____ SOURCE MATERIAL
//! Read-only context handed to actions.
//!
//! Oracles expose loaded object definitions. The [`GameEnv`] aggregate bundles
//! them with the session config so actions can reach everything they need
//! without coupling to concrete implementations.
mod error;
mod scenery;

pub use error::OracleError;
pub use scenery::{BannerEntry, SceneryCatalog, SceneryOracle};

use crate::config::GameConfig;
use crate::state::ObjectEntryIndex;

/// Session config plus the oracles required by the action pipeline.
#[derive(Clone, Copy)]
pub struct GameEnv<'a> {
    config: &'a GameConfig,
    scenery: Option<&'a dyn SceneryOracle>,
}

impl<'a> GameEnv<'a> {
    pub fn new(config: &'a GameConfig, scenery: Option<&'a dyn SceneryOracle>) -> Self {
        Self { config, scenery }
    }

    pub fn with_scenery(config: &'a GameConfig, scenery: &'a dyn SceneryOracle) -> Self {
        Self::new(config, Some(scenery))
    }

    /// Environment with no oracles attached.
    pub fn bare(config: &'a GameConfig) -> Self {
        Self::new(config, None)
    }

    pub fn config(&self) -> &'a GameConfig {
        self.config
    }

    /// Returns the SceneryOracle, or an error if not available.
    ///
    /// # Errors
    ///
    /// Returns `OracleError::SceneryNotAvailable` if no scenery oracle was provided.
    pub fn scenery(&self) -> Result<&'a dyn SceneryOracle, OracleError> {
        self.scenery.ok_or(OracleError::SceneryNotAvailable)
    }

    /// Looks up a banner definition.
    ///
    /// # Errors
    ///
    /// Fails if the scenery oracle is missing or does not know `entry`.
    pub fn banner_entry(&self, entry: ObjectEntryIndex) -> Result<BannerEntry, OracleError> {
        self.scenery()?
            .banner_entry(entry)
            .ok_or(OracleError::BannerEntryNotFound(entry))
    }
}

impl std::fmt::Debug for GameEnv<'_> {
    fn fmt(&self, f: &mut std::fmt::Formatter<'_>) -> std::fmt::Result {
        f.debug_struct("GameEnv")
            .field("config", self.config)
            .field("scenery", &self.scenery.is_some())
            .finish()
    }
}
________
▶ _WHAT TO DO_
Search the records above for the string "OracleError". Report each line that has it.

▶ _SOLUTION TO THE PROBLEM_
pub use error::OracleError;
    /// Returns `OracleError::SceneryNotAvailable` if no scenery oracle was provided.
    pub fn scenery(&self) -> Result<&'a dyn SceneryOracle, OracleError> {
        self.scenery.ok_or(OracleError::SceneryNotAvailable)
    pub fn banner_entry(&self, entry: ObjectEntryIndex) -> Result<BannerEntry, OracleError> {
            .ok_or(OracleError::BannerEntryNotFound(entry))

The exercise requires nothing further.